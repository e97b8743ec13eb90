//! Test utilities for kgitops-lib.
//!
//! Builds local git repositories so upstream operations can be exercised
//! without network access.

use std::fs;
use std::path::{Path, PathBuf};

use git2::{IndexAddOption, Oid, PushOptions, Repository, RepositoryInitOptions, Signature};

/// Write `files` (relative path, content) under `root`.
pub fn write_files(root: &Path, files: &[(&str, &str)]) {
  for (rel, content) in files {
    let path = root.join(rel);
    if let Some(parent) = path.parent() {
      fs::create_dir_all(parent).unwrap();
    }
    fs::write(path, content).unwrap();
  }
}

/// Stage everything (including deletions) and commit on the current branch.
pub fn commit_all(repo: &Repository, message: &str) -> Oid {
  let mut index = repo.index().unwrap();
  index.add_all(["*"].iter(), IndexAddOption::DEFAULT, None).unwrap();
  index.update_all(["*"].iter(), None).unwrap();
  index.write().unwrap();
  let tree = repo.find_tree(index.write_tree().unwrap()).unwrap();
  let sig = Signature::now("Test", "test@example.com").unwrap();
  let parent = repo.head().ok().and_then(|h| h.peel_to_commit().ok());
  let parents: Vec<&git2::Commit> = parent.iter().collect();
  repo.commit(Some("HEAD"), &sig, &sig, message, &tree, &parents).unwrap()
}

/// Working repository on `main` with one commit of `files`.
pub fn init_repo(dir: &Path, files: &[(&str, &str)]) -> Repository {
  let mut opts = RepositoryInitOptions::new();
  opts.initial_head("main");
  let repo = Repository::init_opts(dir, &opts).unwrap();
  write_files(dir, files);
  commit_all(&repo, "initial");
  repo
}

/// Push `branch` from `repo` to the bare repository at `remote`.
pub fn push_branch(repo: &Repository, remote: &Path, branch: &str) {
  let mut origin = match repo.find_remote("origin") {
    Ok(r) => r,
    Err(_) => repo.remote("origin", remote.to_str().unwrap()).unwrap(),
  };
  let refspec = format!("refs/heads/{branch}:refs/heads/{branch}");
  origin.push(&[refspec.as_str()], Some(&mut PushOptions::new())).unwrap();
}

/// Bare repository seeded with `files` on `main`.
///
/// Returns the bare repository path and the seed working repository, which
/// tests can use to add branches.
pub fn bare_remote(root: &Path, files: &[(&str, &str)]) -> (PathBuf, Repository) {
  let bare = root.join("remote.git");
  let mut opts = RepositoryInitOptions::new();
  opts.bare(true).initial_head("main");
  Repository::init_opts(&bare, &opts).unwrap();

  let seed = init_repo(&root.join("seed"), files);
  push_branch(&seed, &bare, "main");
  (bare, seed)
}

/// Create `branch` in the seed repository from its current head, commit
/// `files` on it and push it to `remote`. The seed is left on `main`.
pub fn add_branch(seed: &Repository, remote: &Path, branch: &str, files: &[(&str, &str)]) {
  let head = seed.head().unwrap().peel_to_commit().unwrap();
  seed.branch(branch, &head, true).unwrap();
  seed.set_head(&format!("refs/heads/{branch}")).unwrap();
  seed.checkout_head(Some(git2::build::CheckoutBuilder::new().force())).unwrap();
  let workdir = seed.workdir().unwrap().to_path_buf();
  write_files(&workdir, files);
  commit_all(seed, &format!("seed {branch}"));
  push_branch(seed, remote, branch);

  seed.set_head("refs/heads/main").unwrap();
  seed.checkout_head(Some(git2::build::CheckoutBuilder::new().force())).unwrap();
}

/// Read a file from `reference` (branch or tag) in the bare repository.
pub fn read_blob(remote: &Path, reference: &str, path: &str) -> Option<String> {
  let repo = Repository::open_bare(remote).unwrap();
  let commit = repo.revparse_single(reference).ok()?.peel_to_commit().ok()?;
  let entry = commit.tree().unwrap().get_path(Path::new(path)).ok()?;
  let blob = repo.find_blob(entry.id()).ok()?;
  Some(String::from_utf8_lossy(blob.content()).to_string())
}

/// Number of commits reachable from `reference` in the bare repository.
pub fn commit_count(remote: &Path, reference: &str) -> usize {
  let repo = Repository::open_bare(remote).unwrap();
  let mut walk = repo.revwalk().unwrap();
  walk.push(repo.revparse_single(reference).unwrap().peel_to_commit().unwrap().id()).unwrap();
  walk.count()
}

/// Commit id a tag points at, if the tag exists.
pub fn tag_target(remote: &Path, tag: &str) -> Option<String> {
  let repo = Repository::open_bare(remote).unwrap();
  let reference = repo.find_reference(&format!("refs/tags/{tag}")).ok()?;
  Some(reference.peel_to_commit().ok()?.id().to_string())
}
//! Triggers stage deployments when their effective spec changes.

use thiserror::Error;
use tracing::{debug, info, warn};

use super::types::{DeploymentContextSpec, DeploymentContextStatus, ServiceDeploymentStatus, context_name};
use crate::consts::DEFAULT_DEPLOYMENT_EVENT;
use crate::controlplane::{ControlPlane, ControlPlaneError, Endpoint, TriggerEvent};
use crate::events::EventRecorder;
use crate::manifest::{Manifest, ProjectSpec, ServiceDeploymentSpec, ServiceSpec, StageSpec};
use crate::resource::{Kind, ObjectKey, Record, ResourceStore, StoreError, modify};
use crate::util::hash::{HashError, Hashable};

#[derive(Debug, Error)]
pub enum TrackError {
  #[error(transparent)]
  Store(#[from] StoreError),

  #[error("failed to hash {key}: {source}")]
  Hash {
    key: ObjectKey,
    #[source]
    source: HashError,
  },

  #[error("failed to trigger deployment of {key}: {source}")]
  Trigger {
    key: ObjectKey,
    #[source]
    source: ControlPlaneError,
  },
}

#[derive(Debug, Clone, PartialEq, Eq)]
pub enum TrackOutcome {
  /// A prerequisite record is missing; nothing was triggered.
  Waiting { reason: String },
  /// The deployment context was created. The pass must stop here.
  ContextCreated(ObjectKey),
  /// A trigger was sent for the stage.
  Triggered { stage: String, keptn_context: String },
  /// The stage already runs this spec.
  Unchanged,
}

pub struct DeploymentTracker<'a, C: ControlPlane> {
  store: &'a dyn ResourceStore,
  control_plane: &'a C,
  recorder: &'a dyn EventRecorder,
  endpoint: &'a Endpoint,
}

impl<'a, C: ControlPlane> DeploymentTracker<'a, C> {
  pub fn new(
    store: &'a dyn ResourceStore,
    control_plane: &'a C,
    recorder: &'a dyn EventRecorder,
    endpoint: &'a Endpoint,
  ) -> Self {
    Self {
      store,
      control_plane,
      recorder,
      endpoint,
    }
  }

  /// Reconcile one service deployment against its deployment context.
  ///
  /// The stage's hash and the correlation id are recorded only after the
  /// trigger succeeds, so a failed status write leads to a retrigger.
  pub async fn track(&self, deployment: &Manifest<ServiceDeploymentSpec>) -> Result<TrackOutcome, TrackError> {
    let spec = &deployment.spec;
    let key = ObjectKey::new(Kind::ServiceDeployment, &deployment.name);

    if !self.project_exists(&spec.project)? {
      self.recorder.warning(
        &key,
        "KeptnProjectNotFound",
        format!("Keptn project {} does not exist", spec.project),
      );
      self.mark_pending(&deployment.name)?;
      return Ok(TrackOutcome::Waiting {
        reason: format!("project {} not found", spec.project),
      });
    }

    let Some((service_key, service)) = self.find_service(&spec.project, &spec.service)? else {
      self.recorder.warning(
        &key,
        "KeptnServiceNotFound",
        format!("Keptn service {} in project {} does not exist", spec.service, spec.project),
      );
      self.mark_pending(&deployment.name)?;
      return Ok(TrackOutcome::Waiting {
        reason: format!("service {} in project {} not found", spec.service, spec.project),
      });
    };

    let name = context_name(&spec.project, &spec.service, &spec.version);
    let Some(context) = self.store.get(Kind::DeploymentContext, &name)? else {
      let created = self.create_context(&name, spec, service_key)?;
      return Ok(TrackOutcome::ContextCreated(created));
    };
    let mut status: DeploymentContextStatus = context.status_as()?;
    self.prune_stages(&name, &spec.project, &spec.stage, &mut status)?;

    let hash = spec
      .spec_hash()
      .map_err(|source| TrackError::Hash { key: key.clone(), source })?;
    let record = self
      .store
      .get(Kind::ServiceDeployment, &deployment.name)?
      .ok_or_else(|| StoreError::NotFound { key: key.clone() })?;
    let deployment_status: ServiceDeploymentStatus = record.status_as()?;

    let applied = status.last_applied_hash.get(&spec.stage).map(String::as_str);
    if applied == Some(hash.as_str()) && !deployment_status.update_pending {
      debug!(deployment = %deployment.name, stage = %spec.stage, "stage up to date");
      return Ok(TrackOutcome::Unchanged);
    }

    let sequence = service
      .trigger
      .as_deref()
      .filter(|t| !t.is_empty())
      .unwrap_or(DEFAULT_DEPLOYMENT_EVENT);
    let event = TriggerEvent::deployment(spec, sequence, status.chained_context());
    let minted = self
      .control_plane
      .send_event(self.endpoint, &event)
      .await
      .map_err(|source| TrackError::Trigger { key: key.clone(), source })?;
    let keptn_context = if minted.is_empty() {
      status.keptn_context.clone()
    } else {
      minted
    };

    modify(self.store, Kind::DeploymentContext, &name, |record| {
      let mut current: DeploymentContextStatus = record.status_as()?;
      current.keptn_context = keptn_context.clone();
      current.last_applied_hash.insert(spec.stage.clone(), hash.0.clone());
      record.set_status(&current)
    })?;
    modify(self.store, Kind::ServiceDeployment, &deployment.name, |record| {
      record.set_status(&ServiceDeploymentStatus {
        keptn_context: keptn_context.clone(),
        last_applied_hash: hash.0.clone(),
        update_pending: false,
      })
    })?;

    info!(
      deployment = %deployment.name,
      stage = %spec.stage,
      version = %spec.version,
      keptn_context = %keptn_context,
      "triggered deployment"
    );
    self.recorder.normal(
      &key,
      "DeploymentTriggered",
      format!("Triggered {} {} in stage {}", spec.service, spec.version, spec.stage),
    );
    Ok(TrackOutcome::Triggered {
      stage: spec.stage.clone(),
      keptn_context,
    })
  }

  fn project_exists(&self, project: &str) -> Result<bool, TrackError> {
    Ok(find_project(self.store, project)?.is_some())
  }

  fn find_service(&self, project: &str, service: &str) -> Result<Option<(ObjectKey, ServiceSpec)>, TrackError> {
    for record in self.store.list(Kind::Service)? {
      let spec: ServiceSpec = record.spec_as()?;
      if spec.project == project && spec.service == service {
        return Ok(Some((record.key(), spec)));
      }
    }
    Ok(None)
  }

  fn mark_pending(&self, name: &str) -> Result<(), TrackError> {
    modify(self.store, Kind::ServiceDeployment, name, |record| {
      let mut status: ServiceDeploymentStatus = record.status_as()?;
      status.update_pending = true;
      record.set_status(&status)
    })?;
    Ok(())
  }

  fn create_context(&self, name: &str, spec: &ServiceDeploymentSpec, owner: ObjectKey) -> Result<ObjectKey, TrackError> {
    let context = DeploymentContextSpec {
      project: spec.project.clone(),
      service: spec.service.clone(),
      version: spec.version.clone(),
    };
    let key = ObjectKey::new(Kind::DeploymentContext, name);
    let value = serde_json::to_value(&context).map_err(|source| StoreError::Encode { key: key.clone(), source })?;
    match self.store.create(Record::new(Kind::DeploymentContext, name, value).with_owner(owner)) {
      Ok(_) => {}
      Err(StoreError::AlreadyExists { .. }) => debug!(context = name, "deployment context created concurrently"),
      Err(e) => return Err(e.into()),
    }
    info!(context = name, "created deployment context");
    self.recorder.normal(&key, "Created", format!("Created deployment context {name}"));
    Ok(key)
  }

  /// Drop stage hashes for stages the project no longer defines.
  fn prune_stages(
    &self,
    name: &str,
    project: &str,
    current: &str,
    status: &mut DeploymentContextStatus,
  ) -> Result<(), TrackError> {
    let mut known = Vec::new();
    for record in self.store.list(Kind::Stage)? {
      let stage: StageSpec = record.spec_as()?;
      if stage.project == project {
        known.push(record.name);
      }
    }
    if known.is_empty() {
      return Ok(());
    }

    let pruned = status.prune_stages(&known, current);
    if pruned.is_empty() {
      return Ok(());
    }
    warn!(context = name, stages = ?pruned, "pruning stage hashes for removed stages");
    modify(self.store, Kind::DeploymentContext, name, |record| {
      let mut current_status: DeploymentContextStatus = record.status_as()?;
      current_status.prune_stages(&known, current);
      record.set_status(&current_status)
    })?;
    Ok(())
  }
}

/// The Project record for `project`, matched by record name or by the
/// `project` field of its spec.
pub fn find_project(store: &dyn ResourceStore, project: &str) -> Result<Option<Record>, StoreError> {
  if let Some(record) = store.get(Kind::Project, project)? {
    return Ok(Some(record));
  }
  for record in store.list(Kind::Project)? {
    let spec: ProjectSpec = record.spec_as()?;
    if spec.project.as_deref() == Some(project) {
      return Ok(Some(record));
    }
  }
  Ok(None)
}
____
Copy each line holding "ControlPlaneError" from the material above.

Result:
use crate::controlplane::{ControlPlane, ControlPlaneError, Endpoint, TriggerEvent};
    source: ControlPlaneError,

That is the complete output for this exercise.